Honesty and religiosity:

[15] The LORD God took the man and put him in the garden of Eden to work it and keep it. [16] And the LORD God commanded the man, saying, “You may surely eat of every tree of the garden, [17] but of the tree of the knowledge of good and evil you shall not eat, for in the day that you eat of it you shall surely die.” (Genesis 2:16-17 ESV)

So, the question remains, will Trinity be a church that is only concerned with personal piety or with a greater vision for discipleship? Could it be that making disciples means that we must see the importance of renewal in the heart (conversion, piety), AND the community (marriage, vulnerability, repentance, forgiveness one to another, accountability), AND the world (identifying problems in Owasso and working with like-minded organizations to return things to the way they were–and will be in the New Jerusalem)? I think so. But this has rarely been done in the evangelical church. There is too much energy being spent on controlling behavior, and not preaching the whole counsel of God so that we see how big the Gospel really is.

Tonight, I am preparing to teach our new members class on how to unveil the beauty of Christ for the world. And I’m going to mention thee things that I’d like to invite you to join us in.

First, become a person of prayer. Invite your family to pray with you over lunch or dinner today. Make prayer a more central part of your family activity. This is advantageous according Murray–a secular sociologist–so why not, right? Go head and try it. And when you pray, tell God three things about Himself that you are grateful for before you start praying for personal needs. Listen. Don’t talk so much. Read more about prayer on Trinity’s Resource page and then come join us at a Community Group or a small group at your local church to experience prayer with other brothers and sisters in Christ.

Second, become a person of stewardship. Use your gifts (time, talent, treasure) to extend the “garden into the wilderness,” to extend God’s Kingdom in Owasso or your neighborhood. We have a Second Adam whom has equipped us to do this through His death and resurrection; now by the power of the Holy Spirit you can turn the world’s values on their head because you’re accepted and loved by God more than you can imagine. Be industrious for the sake of something bigger than yourself. And give until it hurts. Otherwise, what’s sacrificial about it? Industriousness isn’t easy or there wouldn’t be articles written about it in the Wall Street Journal.
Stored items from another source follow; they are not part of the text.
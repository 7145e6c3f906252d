use std::cell::RefCell;
use std::rc::Rc;

use roaring_flame_core::{Scene, SceneId, SceneStore, Selection};

pub(crate) type AppSubscriber = Rc<dyn Fn()>;

/// Owner of the selection. Views read through it and subscribe for refreshes.
pub(crate) struct AppCore {
    selection: RefCell<Selection>,
    subscribers: Rc<RefCell<Vec<AppSubscriber>>>,
}

impl AppCore {
    pub(crate) fn new(store: SceneStore) -> Rc<Self> {
        Rc::new(Self {
            selection: RefCell::new(Selection::new(store)),
            subscribers: Rc::new(RefCell::new(Vec::new())),
        })
    }

    pub(crate) fn subscribe(&self, subscriber: AppSubscriber) -> AppSubscription {
        self.subscribers.borrow_mut().push(subscriber.clone());
        AppSubscription {
            subscriber,
            subscribers: Rc::clone(&self.subscribers),
        }
    }

    pub(crate) fn store(&self) -> SceneStore {
        self.selection.borrow().store()
    }

    pub(crate) fn active_id(&self) -> SceneId {
        self.selection.borrow().active_id()
    }

    pub(crate) fn current(&self) -> &'static Scene {
        self.selection.borrow().current()
    }

    pub(crate) fn select(&self, id: SceneId) -> bool {
        self.apply(|selection| selection.select(id))
    }

    pub(crate) fn select_next(&self) -> bool {
        self.apply(Selection::select_next)
    }

    pub(crate) fn select_previous(&self) -> bool {
        self.apply(Selection::select_previous)
    }

    fn apply<F>(&self, action: F) -> bool
    where
        F: FnOnce(&mut Selection) -> bool,
    {
        let changed = action(&mut self.selection.borrow_mut());
        if changed {
            let scene = self.current();
            gloo::console::log!("scene selected", scene.id.get(), scene.title);
            self.notify_subscribers();
        }
        changed
    }

    fn notify_subscribers(&self) {
        let subscribers = self.subscribers.borrow().clone();
        for subscriber in subscribers {
            (subscriber)();
        }
    }
}

pub(crate) struct AppSubscription {
    subscriber: AppSubscriber,
    subscribers: Rc<RefCell<Vec<AppSubscriber>>>,
}

impl Drop for AppSubscription {
    fn drop(&mut self) {
        let mut subscribers = self.subscribers.borrow_mut();
        subscribers.retain(|item| !Rc::ptr_eq(item, &self.subscriber));
    }
}

#[cfg(all(test, target_arch = "wasm32"))]
mod tests {
    use super::*;
    use std::cell::Cell;
    use wasm_bindgen_test::*;

    wasm_bindgen_test_configure!(run_in_browser);

    fn counter(core: &AppCore) -> (Rc<Cell<u32>>, AppSubscription) {
        let count = Rc::new(Cell::new(0));
        let count_for_hook = count.clone();
        let subscription = core.subscribe(Rc::new(move || {
            count_for_hook.set(count_for_hook.get() + 1);
        }));
        (count, subscription)
    }

    #[wasm_bindgen_test]
    fn select_notifies_once_per_change() {
        let core = AppCore::new(SceneStore::builtin());
        let (count, _subscription) = counter(&core);
        assert!(core.select(SceneId::new(3)));
        assert_eq!(count.get(), 1);
        assert!(!core.select(SceneId::new(3)));
        assert_eq!(count.get(), 1);
        assert_eq!(core.current().title, "The Exile");
    }

    #[wasm_bindgen_test]
    fn invalid_select_is_silent() {
        let core = AppCore::new(SceneStore::builtin());
        let (count, _subscription) = counter(&core);
        assert!(!core.select(SceneId::new(99)));
        assert_eq!(count.get(), 0);
        assert_eq!(core.active_id(), SceneId::new(1));
    }

    #[wasm_bindgen_test]
    fn dropped_subscription_stops_notifications() {
        let core = AppCore::new(SceneStore::builtin());
        let (count, subscription) = counter(&core);
        core.select_next();
        drop(subscription);
        core.select_next();
        assert_eq!(count.get(), 1);
        assert_eq!(core.active_id(), SceneId::new(3));
    }
}
use roaring_flame_core::IconKind;
use yew::prelude::*;

type IconRenderer = fn(u32) -> Html;

/// Indexed by `IconKind::index`.
const STAGE_ICONS: [IconRenderer; IconKind::COUNT] = [
    flame_icon,
    skull_icon,
    warning_icon,
    cross_icon,
    terminal_mark,
];

pub(crate) fn stage_icon(kind: IconKind, size: u32) -> Html {
    STAGE_ICONS[kind.index()](size)
}

fn outline(size: u32, class: &'static str, body: Html) -> Html {
    html! {
        <svg
            class={classes!("icon", class)}
            width={size.to_string()}
            height={size.to_string()}
            viewBox="0 0 24 24"
            fill="none"
            stroke="currentColor"
            stroke-width="2"
            stroke-linecap="round"
            stroke-linejoin="round"
            aria-hidden="true"
        >
            {body}
        </svg>
    }
}

pub(crate) fn flame_icon(size: u32) -> Html {
    outline(
        size,
        "icon-flame",
        html! {
            <path d="M8.5 14.5A2.5 2.5 0 0 0 11 12c0-1.38-.5-2-1-3-1.072-2.143-.224-4.054 2-6 .5 2.5 2 4.9 4 6.5 2 1.6 3 3.5 3 5.5a7 7 0 1 1-14 0c0-1.153.433-2.294 1-3a2.5 2.5 0 0 0 2.5 2.5z" />
        },
    )
}

fn skull_icon(size: u32) -> Html {
    outline(
        size,
        "icon-skull",
        html! {
            <>
                <circle cx="9" cy="12" r="1" />
                <circle cx="15" cy="12" r="1" />
                <path d="M8 20v2h8v-2" />
                <path d="m12.5 17-.5-1-.5 1h1z" />
                <path d="M16 20a2 2 0 0 0 1.56-3.25 8 8 0 1 0-11.12 0A2 2 0 0 0 8 20" />
            </>
        },
    )
}

fn warning_icon(size: u32) -> Html {
    outline(
        size,
        "icon-warning",
        html! {
            <>
                <path d="m21.73 18-8-14a2 2 0 0 0-3.48 0l-8 14A2 2 0 0 0 4 21h16a2 2 0 0 0 1.73-3Z" />
                <path d="M12 9v4" />
                <path d="M12 17h.01" />
            </>
        },
    )
}

fn cross_icon(size: u32) -> Html {
    outline(
        size,
        "icon-cross",
        html! {
            <path d="M11 2a2 2 0 0 0-2 2v5H4a2 2 0 0 0-2 2v2c0 1.1.9 2 2 2h5v5c0 1.1.9 2 2 2h2a2 2 0 0 0 2-2v-5h5a2 2 0 0 0 2-2v-2a2 2 0 0 0-2-2h-5V4a2 2 0 0 0-2-2h-2z" />
        },
    )
}

fn terminal_mark(_size: u32) -> Html {
    html! { <span class="icon-terminal">{ "End" }</span> }
}

pub(crate) fn book_icon(size: u32) -> Html {
    outline(
        size,
        "icon-book",
        html! {
            <>
                <path d="M2 3h6a4 4 0 0 1 4 4v14a3 3 0 0 0-3-3H2z" />
                <path d="M22 3h-6a4 4 0 0 0-4 4v14a3 3 0 0 1 3-3h7z" />
            </>
        },
    )
}
mod app_core;
mod app_runtime;
mod boot;
mod detail_view;
mod ember_view;
mod icons;
mod surface;
mod timeline_view;
mod yew_app;

use roaring_flame_core::SceneStore;

use crate::app_core::AppCore;

fn main() {
    console_error_panic_hook::set_once();
    boot::set_phase("Loading", "Preparing the scenes");
    app_runtime::set_settings(app_runtime::load_settings());
    let core = AppCore::new(SceneStore::builtin());
    yew_app::run(core);
}
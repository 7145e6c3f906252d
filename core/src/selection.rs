use crate::scene::{Scene, SceneId, SceneStore};

/// The active scene. Always refers to a scene present in its store.
#[derive(Clone, Copy, Debug, PartialEq, Eq)]
pub struct Selection {
    store: SceneStore,
    active: SceneId,
}

impl Selection {
    /// Starts on the first scene of `store`.
    pub fn new(store: SceneStore) -> Self {
        Self {
            store,
            active: store.first().id,
        }
    }

    pub fn store(&self) -> SceneStore {
        self.store
    }

    pub fn active_id(&self) -> SceneId {
        self.active
    }

    pub fn active_index(&self) -> usize {
        self.store.index_of(self.active).unwrap_or(0)
    }

    pub fn current(&self) -> &'static Scene {
        self.store.get(self.active).unwrap_or_else(|| self.store.first())
    }

    /// Returns true when the active scene changed. Unknown ids are ignored.
    pub fn select(&mut self, id: SceneId) -> bool {
        if !self.store.contains(id) || self.active == id {
            return false;
        }
        self.active = id;
        true
    }

    pub fn select_next(&mut self) -> bool {
        let next = self.active_index().saturating_add(1);
        match self.store.all().get(next) {
            Some(scene) => self.select(scene.id),
            None => false,
        }
    }

    pub fn select_previous(&mut self) -> bool {
        let Some(prev) = self.active_index().checked_sub(1) else {
            return false;
        };
        let id = self.store.all()[prev].id;
        self.select(id)
    }
}

impl Default for Selection {
    fn default() -> Self {
        Self::new(SceneStore::builtin())
    }
}
use std::fmt;
use std::str::FromStr;

#[derive(Clone, Copy, Debug, PartialEq, Eq, Hash, PartialOrd, Ord)]
pub struct SceneId(u32);

impl SceneId {
    pub const fn new(value: u32) -> Self {
        Self(value)
    }

    pub const fn get(self) -> u32 {
        self.0
    }
}

impl fmt::Display for SceneId {
    fn fmt(&self, f: &mut fmt::Formatter<'_>) -> fmt::Result {
        self.0.fmt(f)
    }
}

impl FromStr for SceneId {
    type Err = ParseSceneIdError;

    fn from_str(value: &str) -> Result<Self, Self::Err> {
        let trimmed = value.trim();
        if trimmed.is_empty() {
            return Err(ParseSceneIdError::Empty);
        }
        let id = trimmed
            .parse::<u32>()
            .map_err(|_| ParseSceneIdError::NotANumber {
                value: trimmed.to_string(),
            })?;
        if id == 0 {
            return Err(ParseSceneIdError::Zero);
        }
        Ok(Self(id))
    }
}

#[derive(Debug, Clone, PartialEq, Eq)]
pub enum ParseSceneIdError {
    Empty,
    NotANumber { value: String },
    Zero,
}

impl fmt::Display for ParseSceneIdError {
    fn fmt(&self, f: &mut fmt::Formatter<'_>) -> fmt::Result {
        match self {
            ParseSceneIdError::Empty => write!(f, "scene id is empty"),
            ParseSceneIdError::NotANumber { value } => {
                write!(f, "scene id '{value}' is not a number")
            }
            ParseSceneIdError::Zero => write!(f, "scene ids start at 1"),
        }
    }
}

impl std::error::Error for ParseSceneIdError {}

/// Archetypal icon shown on the stage card.
#[derive(Clone, Copy, Debug, PartialEq, Eq, Hash)]
pub enum IconKind {
    Strength,
    Mortality,
    Warning,
    Faith,
    Terminal,
}

impl IconKind {
    pub const COUNT: usize = 5;
    pub const ALL: [IconKind; Self::COUNT] = [
        IconKind::Strength,
        IconKind::Mortality,
        IconKind::Warning,
        IconKind::Faith,
        IconKind::Terminal,
    ];

    /// Dense index into per-kind lookup tables.
    pub const fn index(self) -> usize {
        match self {
            IconKind::Strength => 0,
            IconKind::Mortality => 1,
            IconKind::Warning => 2,
            IconKind::Faith => 3,
            IconKind::Terminal => 4,
        }
    }

    pub const fn tag(self) -> &'static str {
        match self {
            IconKind::Strength => "strength",
            IconKind::Mortality => "mortality",
            IconKind::Warning => "warning",
            IconKind::Faith => "faith",
            IconKind::Terminal => "terminal",
        }
    }
}

#[derive(Clone, Copy, Debug, PartialEq, Eq, Hash)]
pub struct Rgb {
    pub r: u8,
    pub g: u8,
    pub b: u8,
}

impl Rgb {
    pub const fn new(r: u8, g: u8, b: u8) -> Self {
        Self { r, g, b }
    }

    pub fn to_hex(self) -> String {
        format!("#{:02x}{:02x}{:02x}", self.r, self.g, self.b)
    }

    pub fn to_rgba(self, alpha: f64) -> String {
        let alpha = alpha.clamp(0.0, 1.0);
        format!("rgba({}, {}, {}, {alpha})", self.r, self.g, self.b)
    }
}

#[derive(Clone, Copy, Debug, PartialEq, Eq)]
pub struct Scene {
    pub id: SceneId,
    pub label: &'static str,
    pub title: &'static str,
    pub category: &'static str,
    /// Chi in `0..=100`.
    pub intensity: u8,
    pub icon: IconKind,
    pub accent: Rgb,
    pub summary: &'static str,
    pub analysis: &'static str,
    pub quote: &'static str,
}

include!(concat!(env!("OUT_DIR"), "/scene_catalog.rs"));

/// Read-only, ordered view over a scene list.
///
/// Holding a `SceneStore` guarantees the list is non-empty with strictly
/// ascending ids.
#[derive(Clone, Copy, Debug, PartialEq, Eq)]
pub struct SceneStore {
    scenes: &'static [Scene],
}

impl SceneStore {
    /// The compiled-in catalog.
    pub const fn builtin() -> Self {
        Self { scenes: SCENES }
    }

    pub fn new(scenes: &'static [Scene]) -> Option<Self> {
        if scenes.is_empty() {
            return None;
        }
        let ordered = scenes.windows(2).all(|pair| pair[0].id < pair[1].id);
        if !ordered || scenes.iter().any(|scene| scene.intensity > 100) {
            return None;
        }
        Some(Self { scenes })
    }

    pub fn all(&self) -> &'static [Scene] {
        self.scenes
    }

    pub fn len(&self) -> usize {
        self.scenes.len()
    }

    pub fn is_empty(&self) -> bool {
        self.scenes.is_empty()
    }

    pub fn first(&self) -> &'static Scene {
        &self.scenes[0]
    }

    pub fn get(&self, id: SceneId) -> Option<&'static Scene> {
        self.index_of(id).map(|index| &self.scenes[index])
    }

    pub fn index_of(&self, id: SceneId) -> Option<usize> {
        self.scenes.binary_search_by_key(&id, |scene| scene.id).ok()
    }

    pub fn contains(&self, id: SceneId) -> bool {
        self.index_of(id).is_some()
    }
}

impl Default for SceneStore {
    fn default() -> Self {
        Self::builtin()
    }
}
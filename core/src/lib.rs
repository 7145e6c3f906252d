pub mod meter;
pub mod particles;
pub mod scene;
pub mod selection;
pub mod settings;
pub mod timeline;

pub use meter::{fill_percent, MeterStatus, MeterThresholds, METER_TICKS};
pub use particles::{EmberColor, Particle, ParticleField, ParticleSettings, Rng};
pub use scene::{IconKind, ParseSceneIdError, Rgb, Scene, SceneId, SceneStore, SCENES};
pub use selection::Selection;
pub use settings::PresentationSettings;
pub use timeline::{node_paint, NodePaint, TimelineLayout, TimelineStyle};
Lastly, be a person of vision. Allow the Gospel to affect everything that you do. You’re roles at work, as a parent, a student, a player, what have you. See that the Gospel changes everything and the Triune God intends to extend His Kingdom into every sphere of society through His people and by His common grace. This is part of being intellectually honest about the Gospel, and not merely using it to keep our kids aged and staged through church programs that make them nicer adults (and often extremely bitter at the church). Come to Trinity to learn more about these concepts and how they will help you see that the Gospel is bigger than you think.

You can’t get to first base in these things without the sovereign oversight and care of the Holy Spirit, nor will you grow without God’s means of grace: fellowship, prayer, the preached Word, and the sacraments. These are the normal means of God’s interaction in the world. But as the cultural divide continues, you have a choice to make. Stand by and let it happen. Or equip others with the Gospel to be prepared to handle it when it comes, and perhaps even change the trend by working together to strengthen our families, work hard, and worship the One True God. Trinity aims to help do this. And we will keep trying together however unsuccessful we may at first be.